José LAGACHE (président de Verquin environnement)
Sur ce point, on pense essentiellement aux métaux lourds.

Olivier RAMACKERS
Il s’agit effectivement des métaux lourds, mais aussi des pesticides ou des solvants.

José LAGACHE
Je viens de travailler sur les rejets accidentels des particuliers. Une association diffusant parfois une information dans son environnement local, peut-elle disposer facilement d’informations afin de publier un article pour sensibiliser les habitants ?

Olivier RAMACKERS
La réflexion sur la diffusion des informations a déjà été engagée. L’échelle de mesure pour ces substances sera plutôt le microgramme par litre que le milligramme par litre.

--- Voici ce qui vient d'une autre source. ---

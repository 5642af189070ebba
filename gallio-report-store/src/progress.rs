// Copyright (c) The gallio-rs Contributors
// SPDX-License-Identifier: MIT OR Apache-2.0

//! Cooperative progress reporting and cancellation.
//!
//! Report I/O is synchronous; cancellation is checked at file boundaries
//! only, never mid-file.

use crate::errors::OperationCanceled;
use std::sync::Arc;
use std::sync::atomic::{AtomicBool, Ordering};

/// Receives progress notifications from long-running report operations and
/// supplies cooperative cancellation.
pub trait ProgressMonitor {
    /// Called once when the operation begins, with a description and the
    /// total units of work.
    fn begin_task(&mut self, description: &str, total_work: u64);

    /// Updates the status message, typically the path being processed.
    fn set_status(&mut self, status: &str);

    /// Reports that the given number of work units completed.
    fn worked(&mut self, amount: u64);

    /// Returns true if the operation should stop.
    fn is_canceled(&self) -> bool;

    /// Returns an error if the operation should stop.
    fn check_canceled(&self) -> Result<(), OperationCanceled> {
        if self.is_canceled() {
            Err(OperationCanceled)
        } else {
            Ok(())
        }
    }
}

/// A progress monitor that discards notifications and never cancels.
#[derive(Clone, Copy, Debug, Default)]
pub struct NullProgressMonitor;

impl ProgressMonitor for NullProgressMonitor {
    fn begin_task(&mut self, _description: &str, _total_work: u64) {}

    fn set_status(&mut self, _status: &str) {}

    fn worked(&mut self, _amount: u64) {}

    fn is_canceled(&self) -> bool {
        false
    }
}

/// A shared flag used to request cancellation from another thread.
#[derive(Clone, Debug, Default)]
pub struct CancellationToken {
    canceled: Arc<AtomicBool>,
}

impl CancellationToken {
    /// Creates a token in the not-canceled state.
    pub fn new() -> Self {
        Self::default()
    }

    /// Requests cancellation.
    pub fn cancel(&self) {
        self.canceled.store(true, Ordering::Relaxed);
    }

    /// Returns true if cancellation has been requested.
    pub fn is_canceled(&self) -> bool {
        self.canceled.load(Ordering::Relaxed)
    }
}

/// A progress monitor driven by a [`CancellationToken`], discarding
/// progress notifications.
#[derive(Clone, Debug)]
pub struct CancelableProgressMonitor {
    token: CancellationToken,
}

impl CancelableProgressMonitor {
    /// Creates a monitor observing the given token.
    pub fn new(token: CancellationToken) -> Self {
        Self { token }
    }
}

impl ProgressMonitor for CancelableProgressMonitor {
    fn begin_task(&mut self, _description: &str, _total_work: u64) {}

    fn set_status(&mut self, _status: &str) {}

    fn worked(&mut self, _amount: u64) {}

    fn is_canceled(&self) -> bool {
        self.token.is_canceled()
    }
}

#[cfg(test)]
mod tests {
    use super::*;

    #[test]
    fn canceled_token_propagates_through_check() {
        let token = CancellationToken::new();
        let monitor = CancelableProgressMonitor::new(token.clone());

        assert!(monitor.check_canceled().is_ok());
        token.cancel();
        assert!(monitor.check_canceled().is_err());
    }
}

Il s’agit donc déjà de faire comprendre cette différence aux personnes qui vont lire les articles.
Par ailleurs, les outils de mesure et les normes ne permettent pas pour l’heure d’atteindre le degré de précision souhaité. Un laboratoire a expliqué que l’imprécision sur la mesure chez un industriel sera de l’ordre de 300 ou 400 %. Il faut donc être très prudent sur la diffusion de l’information à l’issue de cette campagne.

José LAGACHE
Je ne pensais pas noyer les lecteurs du journal de l’association avec des chiffres, mais simplement les mettre en garde sur les substances d’utilisation ménagère et sur des rejets à ne pas faire au tout à l’égout. Il peut s’agir de choses très simples, telles que des produits de peinture (les fonds de bidons, par exemple, sont refusés par les déchetteries). Je n’ai jamais eu de réponse sur la destination finale des bidons.

Jacques SWITALSKI
Le beau temps de ces dernières semaines a incité les gens à peindre. Ils sont venus me voir en demandant ce qu’ils pouvaient faire de leurs solvants ou comment ils devaient nettoyer leurs pinceaux. Si la déchetterie ne les prend pas, c’est que la réponse n’existe pas encore. La récupération chez les particuliers n’est pas rentable.

Olivier RAMACKERS
Je n’ai pas de réponse à cette question. Je sais parfaitement de quelle manière éliminer les déchets industriels, mais je ne sais pas ce qu’il en est pour les déchets en petite quantité provenant de particuliers.

Jean-Michel DEVYNCK (directeur adjoint Sotrenor)
Mon unité traite des fonds de bidons provenant des déchetteries tous les jours. Certaines déchetteries acceptent ces produits. La décision de prendre ces produits et d’assurer leur élimination par une filière agréée revient à la déchetterie et à la collectivité. La filière existe bel et bien et ces produits sont éliminés tous les jours chez Sotrenor. Il faut donc insister auprès des collectivités pour mettre en place des containers pour recevoir ces produits.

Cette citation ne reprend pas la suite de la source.